__DATA__:
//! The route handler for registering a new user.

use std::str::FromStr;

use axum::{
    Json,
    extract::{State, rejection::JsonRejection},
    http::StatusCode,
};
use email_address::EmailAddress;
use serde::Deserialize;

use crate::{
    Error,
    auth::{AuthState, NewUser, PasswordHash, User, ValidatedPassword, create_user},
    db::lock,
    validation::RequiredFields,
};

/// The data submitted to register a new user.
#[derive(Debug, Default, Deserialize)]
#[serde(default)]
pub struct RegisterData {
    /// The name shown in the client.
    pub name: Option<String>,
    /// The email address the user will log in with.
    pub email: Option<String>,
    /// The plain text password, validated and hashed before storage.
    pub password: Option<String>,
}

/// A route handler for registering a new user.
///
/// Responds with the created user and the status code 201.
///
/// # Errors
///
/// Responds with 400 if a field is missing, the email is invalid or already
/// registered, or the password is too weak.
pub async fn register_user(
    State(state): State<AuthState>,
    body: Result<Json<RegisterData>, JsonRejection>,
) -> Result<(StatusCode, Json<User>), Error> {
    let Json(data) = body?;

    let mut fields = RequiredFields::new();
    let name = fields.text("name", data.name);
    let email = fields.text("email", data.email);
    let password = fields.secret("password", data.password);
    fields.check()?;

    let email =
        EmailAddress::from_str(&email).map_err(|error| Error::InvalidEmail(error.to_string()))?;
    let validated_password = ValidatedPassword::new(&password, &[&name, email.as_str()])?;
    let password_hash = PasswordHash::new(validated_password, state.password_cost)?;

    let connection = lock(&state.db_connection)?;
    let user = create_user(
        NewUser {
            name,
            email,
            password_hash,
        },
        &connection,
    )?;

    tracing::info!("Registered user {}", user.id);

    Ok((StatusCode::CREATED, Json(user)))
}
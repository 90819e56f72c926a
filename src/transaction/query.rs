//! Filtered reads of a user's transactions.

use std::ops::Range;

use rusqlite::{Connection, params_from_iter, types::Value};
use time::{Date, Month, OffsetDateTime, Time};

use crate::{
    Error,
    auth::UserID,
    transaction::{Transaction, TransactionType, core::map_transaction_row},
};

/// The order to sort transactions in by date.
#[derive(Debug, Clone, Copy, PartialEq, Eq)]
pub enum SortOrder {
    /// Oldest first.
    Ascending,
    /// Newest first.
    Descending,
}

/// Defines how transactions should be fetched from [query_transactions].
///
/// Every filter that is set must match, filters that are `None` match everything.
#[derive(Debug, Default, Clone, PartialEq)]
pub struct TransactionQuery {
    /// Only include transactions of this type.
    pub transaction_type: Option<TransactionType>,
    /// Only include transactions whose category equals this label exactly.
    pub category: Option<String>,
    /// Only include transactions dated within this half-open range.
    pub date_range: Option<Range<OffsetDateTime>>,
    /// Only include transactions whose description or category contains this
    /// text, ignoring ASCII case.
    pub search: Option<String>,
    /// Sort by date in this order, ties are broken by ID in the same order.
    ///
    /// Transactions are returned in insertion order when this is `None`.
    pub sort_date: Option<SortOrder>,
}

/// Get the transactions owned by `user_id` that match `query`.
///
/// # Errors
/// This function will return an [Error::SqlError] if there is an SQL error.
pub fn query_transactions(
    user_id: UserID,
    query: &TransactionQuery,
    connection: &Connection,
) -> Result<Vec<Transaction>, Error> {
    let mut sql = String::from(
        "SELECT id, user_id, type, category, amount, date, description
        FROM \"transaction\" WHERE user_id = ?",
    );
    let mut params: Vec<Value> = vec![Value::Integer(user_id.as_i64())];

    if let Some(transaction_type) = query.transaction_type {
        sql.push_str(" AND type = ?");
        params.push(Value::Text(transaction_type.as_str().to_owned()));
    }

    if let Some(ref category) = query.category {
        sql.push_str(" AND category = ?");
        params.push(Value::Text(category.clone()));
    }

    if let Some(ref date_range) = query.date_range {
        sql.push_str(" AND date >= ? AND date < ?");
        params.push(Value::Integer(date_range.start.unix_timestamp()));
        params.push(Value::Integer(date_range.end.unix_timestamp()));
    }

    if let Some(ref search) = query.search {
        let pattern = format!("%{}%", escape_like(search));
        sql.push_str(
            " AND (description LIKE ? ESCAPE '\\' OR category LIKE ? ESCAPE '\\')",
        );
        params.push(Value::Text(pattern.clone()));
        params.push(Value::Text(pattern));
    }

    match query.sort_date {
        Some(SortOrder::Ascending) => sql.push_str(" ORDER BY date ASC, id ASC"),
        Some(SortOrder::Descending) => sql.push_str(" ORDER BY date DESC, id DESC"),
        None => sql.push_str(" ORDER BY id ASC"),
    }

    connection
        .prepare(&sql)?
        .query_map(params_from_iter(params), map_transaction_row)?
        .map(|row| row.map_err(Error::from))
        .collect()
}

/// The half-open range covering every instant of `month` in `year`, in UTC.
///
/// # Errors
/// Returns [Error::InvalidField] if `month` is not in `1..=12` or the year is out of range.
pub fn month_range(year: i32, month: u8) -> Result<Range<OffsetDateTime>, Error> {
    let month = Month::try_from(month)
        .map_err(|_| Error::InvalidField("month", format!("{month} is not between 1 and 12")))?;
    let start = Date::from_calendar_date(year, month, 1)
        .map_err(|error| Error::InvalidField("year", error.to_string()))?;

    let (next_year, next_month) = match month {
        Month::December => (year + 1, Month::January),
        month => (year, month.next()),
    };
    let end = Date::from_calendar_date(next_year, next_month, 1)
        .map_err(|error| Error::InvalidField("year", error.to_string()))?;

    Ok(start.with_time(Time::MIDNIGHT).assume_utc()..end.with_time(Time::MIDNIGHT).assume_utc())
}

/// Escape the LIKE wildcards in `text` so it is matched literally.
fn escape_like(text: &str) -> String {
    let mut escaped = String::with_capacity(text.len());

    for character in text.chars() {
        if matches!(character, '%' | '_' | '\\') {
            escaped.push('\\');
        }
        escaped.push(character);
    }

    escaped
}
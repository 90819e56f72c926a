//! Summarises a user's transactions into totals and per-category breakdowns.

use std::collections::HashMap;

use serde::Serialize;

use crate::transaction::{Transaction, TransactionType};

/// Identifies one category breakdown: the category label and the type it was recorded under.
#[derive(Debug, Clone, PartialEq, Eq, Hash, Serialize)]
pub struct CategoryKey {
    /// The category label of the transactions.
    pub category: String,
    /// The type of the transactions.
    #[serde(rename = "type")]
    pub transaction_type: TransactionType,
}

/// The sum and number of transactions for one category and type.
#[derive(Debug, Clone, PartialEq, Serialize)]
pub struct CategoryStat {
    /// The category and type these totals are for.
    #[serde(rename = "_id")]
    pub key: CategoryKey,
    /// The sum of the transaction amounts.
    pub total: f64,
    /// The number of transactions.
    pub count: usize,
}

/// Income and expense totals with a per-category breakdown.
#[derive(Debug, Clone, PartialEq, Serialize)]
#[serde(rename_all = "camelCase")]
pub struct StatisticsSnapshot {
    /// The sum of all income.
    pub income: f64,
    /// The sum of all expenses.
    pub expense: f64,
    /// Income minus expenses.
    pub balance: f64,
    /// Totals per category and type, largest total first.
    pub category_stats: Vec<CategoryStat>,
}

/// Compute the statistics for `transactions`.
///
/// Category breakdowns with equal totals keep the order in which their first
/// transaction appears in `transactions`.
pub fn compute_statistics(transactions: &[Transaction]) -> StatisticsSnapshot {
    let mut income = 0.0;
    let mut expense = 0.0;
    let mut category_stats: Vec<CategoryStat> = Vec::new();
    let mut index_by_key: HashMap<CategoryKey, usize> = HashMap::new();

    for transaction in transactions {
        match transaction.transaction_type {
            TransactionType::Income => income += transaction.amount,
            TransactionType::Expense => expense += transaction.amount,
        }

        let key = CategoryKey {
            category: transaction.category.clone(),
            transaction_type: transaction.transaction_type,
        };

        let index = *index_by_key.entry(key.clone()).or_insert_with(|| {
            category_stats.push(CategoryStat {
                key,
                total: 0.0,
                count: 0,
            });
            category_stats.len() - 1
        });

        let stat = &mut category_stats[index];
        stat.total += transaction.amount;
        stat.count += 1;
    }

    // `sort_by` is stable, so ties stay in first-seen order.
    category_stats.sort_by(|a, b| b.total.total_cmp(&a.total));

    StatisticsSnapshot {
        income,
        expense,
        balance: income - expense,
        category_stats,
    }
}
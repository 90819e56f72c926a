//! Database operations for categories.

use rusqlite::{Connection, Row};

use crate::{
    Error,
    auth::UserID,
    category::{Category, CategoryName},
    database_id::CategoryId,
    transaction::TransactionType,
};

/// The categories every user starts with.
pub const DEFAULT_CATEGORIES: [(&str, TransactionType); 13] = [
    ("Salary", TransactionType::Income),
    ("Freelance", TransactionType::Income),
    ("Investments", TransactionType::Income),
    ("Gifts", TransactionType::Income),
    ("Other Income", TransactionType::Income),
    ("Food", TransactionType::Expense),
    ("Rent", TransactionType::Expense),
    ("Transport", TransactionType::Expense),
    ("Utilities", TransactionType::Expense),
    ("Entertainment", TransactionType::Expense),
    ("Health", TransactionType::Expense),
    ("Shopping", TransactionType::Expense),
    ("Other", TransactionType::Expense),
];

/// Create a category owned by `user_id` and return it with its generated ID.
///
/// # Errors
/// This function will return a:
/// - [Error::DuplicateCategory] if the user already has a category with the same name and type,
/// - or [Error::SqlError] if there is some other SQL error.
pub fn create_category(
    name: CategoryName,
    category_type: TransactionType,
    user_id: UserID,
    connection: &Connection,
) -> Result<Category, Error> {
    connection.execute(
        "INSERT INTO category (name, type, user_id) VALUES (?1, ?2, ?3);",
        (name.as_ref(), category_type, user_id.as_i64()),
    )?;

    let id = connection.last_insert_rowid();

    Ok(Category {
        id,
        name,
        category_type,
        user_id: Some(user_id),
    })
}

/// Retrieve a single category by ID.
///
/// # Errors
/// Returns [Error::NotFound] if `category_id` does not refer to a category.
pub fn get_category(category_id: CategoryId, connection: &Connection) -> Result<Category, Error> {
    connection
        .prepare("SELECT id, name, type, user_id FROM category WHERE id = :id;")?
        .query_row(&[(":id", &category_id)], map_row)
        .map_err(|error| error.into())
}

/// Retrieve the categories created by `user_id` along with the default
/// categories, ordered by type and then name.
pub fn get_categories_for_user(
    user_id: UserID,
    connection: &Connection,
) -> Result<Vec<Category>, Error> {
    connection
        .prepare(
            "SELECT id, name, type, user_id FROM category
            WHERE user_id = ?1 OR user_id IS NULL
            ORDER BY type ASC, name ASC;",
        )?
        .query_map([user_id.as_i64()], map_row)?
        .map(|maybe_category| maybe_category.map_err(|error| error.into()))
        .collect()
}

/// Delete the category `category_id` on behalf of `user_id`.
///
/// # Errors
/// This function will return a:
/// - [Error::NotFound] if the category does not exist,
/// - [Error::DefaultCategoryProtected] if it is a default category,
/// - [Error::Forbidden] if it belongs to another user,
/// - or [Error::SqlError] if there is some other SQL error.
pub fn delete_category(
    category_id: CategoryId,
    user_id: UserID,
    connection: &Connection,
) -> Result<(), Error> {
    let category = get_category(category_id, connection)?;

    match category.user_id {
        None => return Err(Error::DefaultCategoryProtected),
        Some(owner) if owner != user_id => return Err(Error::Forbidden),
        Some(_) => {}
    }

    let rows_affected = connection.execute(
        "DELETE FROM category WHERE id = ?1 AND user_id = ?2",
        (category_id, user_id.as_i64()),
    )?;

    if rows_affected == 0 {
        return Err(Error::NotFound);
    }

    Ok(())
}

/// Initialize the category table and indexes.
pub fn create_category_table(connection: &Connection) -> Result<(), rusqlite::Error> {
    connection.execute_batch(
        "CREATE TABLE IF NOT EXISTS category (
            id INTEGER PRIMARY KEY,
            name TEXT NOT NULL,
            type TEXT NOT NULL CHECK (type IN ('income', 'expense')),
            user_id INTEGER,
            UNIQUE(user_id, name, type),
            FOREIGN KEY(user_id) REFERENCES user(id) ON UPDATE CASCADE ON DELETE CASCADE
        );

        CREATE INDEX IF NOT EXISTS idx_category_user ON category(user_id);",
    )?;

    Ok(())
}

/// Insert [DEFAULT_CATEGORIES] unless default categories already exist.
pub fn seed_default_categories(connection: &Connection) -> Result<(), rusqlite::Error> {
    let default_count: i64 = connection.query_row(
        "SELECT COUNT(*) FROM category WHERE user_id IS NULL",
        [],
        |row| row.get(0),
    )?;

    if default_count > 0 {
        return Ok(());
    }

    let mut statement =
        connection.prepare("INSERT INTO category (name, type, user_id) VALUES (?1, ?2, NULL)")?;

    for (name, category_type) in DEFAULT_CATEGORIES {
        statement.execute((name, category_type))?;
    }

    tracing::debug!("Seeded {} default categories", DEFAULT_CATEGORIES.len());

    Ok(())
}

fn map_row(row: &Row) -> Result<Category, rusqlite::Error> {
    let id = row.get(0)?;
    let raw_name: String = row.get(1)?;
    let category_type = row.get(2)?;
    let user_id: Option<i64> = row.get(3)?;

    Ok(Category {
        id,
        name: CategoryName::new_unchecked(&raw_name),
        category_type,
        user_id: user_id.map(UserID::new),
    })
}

---

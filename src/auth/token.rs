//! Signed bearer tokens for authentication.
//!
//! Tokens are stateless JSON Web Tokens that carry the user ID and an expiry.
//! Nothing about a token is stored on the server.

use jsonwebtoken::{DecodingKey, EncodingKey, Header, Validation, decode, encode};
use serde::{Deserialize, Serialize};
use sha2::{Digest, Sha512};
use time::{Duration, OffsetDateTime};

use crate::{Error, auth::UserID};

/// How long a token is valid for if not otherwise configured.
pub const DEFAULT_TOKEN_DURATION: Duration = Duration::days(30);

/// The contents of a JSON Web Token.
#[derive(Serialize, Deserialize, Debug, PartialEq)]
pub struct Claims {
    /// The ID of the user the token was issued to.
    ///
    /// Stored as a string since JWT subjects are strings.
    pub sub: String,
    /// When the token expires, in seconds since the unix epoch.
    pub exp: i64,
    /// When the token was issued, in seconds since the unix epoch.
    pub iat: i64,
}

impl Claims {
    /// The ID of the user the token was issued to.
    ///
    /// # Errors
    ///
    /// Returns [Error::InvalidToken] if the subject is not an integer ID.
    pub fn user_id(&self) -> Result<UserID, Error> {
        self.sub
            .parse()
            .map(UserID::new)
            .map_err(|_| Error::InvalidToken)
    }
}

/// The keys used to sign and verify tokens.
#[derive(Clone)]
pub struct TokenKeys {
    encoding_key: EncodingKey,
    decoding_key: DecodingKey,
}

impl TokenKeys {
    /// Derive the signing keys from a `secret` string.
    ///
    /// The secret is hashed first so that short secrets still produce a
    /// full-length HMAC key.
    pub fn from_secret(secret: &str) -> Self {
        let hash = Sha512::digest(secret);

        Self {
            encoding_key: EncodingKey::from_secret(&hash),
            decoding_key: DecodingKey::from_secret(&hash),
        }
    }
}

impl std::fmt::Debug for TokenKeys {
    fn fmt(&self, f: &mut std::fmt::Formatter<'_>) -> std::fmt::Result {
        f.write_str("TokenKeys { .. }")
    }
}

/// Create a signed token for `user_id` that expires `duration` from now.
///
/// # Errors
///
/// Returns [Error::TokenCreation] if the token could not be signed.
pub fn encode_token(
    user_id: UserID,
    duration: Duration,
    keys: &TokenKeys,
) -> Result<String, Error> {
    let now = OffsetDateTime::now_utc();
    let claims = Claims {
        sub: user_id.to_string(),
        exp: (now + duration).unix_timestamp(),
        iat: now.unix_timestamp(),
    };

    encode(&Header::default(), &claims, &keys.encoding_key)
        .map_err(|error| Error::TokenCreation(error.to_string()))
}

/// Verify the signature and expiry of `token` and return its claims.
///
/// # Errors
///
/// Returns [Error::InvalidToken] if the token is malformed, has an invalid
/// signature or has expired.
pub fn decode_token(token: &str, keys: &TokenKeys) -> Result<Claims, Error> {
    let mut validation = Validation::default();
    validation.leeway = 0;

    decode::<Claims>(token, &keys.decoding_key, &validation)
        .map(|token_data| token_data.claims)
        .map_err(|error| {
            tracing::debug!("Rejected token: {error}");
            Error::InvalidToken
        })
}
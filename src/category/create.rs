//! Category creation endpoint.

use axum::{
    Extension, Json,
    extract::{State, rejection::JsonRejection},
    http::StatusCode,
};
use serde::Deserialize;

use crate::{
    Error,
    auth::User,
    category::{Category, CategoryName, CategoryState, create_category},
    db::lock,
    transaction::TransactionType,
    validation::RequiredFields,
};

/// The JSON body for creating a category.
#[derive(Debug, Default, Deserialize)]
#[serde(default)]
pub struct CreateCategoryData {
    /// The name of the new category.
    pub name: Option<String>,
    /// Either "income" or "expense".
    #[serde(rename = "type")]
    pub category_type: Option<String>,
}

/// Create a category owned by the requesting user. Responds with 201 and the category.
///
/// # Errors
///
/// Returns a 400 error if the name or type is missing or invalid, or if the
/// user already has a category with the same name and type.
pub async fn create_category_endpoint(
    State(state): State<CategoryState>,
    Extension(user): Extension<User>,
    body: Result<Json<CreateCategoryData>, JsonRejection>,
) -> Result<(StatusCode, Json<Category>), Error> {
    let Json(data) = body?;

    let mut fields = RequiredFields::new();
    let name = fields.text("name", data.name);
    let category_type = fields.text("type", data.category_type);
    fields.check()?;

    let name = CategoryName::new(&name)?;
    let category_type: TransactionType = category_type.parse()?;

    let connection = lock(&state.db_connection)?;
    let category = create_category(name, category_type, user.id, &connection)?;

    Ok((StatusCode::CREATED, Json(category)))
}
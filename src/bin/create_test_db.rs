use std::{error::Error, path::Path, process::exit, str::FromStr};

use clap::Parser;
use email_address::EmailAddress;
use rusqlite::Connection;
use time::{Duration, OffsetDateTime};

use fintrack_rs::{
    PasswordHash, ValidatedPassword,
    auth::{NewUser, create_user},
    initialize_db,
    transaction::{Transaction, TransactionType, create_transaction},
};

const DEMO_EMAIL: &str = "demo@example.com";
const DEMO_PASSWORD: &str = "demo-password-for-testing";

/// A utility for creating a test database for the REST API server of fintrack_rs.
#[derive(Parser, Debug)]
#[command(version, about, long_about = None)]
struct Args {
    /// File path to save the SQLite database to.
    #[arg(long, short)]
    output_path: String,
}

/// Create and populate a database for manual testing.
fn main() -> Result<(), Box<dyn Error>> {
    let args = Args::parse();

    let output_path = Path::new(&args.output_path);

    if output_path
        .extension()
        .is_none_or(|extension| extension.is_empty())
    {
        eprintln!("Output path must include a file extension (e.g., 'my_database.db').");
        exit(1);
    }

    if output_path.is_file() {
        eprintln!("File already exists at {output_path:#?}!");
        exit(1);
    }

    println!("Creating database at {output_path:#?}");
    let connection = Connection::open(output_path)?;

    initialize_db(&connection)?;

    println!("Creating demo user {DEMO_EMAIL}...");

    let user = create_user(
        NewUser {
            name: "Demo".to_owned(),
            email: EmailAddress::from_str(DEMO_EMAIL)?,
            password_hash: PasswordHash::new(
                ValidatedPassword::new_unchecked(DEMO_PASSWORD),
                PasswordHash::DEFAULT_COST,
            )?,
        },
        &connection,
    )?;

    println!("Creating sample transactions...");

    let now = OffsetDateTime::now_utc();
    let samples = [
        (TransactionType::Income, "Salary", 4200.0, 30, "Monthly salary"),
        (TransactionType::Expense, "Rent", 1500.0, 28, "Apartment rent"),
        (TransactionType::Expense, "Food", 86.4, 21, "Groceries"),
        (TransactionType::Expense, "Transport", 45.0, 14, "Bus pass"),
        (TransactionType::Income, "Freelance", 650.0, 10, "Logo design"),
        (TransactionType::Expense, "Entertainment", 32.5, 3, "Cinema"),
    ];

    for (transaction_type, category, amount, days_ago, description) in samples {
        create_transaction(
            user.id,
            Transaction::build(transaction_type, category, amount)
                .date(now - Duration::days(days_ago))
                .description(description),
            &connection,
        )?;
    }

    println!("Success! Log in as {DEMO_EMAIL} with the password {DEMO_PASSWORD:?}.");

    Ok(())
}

* * *

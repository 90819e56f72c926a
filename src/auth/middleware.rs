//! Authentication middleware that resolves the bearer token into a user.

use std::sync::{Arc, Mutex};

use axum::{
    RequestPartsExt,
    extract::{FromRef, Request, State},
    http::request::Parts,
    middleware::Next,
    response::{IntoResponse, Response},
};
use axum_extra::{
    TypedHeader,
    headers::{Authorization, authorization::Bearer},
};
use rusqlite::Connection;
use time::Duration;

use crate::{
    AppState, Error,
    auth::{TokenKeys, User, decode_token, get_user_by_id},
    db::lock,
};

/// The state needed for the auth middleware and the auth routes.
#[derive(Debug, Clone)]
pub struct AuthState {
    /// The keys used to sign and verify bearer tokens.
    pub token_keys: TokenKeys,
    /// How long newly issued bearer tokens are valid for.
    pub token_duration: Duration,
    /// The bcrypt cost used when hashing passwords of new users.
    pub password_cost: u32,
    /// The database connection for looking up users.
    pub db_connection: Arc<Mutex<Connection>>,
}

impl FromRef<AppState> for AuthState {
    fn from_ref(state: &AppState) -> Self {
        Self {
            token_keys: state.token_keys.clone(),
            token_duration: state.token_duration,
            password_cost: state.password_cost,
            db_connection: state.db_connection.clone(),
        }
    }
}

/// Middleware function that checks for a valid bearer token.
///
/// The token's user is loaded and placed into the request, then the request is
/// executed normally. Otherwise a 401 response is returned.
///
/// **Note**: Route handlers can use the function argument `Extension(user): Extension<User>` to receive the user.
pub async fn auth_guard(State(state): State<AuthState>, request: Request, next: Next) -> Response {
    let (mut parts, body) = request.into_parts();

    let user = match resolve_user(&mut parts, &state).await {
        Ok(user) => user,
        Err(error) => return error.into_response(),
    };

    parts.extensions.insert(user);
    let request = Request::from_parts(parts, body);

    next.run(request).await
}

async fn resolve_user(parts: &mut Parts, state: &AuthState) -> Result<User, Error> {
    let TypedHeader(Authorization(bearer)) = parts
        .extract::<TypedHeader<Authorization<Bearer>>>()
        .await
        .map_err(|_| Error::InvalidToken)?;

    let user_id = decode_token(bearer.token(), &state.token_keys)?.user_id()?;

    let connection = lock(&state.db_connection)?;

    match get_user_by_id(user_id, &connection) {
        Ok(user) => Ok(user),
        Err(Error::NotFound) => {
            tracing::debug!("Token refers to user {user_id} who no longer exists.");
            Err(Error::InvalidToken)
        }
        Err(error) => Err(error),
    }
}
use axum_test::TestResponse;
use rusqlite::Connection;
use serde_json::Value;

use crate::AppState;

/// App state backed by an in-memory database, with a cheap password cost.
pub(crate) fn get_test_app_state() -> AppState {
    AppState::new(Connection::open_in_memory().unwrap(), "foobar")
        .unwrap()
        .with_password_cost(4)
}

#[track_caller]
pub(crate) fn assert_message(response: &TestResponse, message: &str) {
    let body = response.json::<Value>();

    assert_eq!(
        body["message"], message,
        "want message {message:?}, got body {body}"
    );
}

__PROBLEM__: The answer must consist of each line from the entries that contains the string "balance".

__YOUR SOLUTION__:
    pub balance: f64,
        balance: income - expense,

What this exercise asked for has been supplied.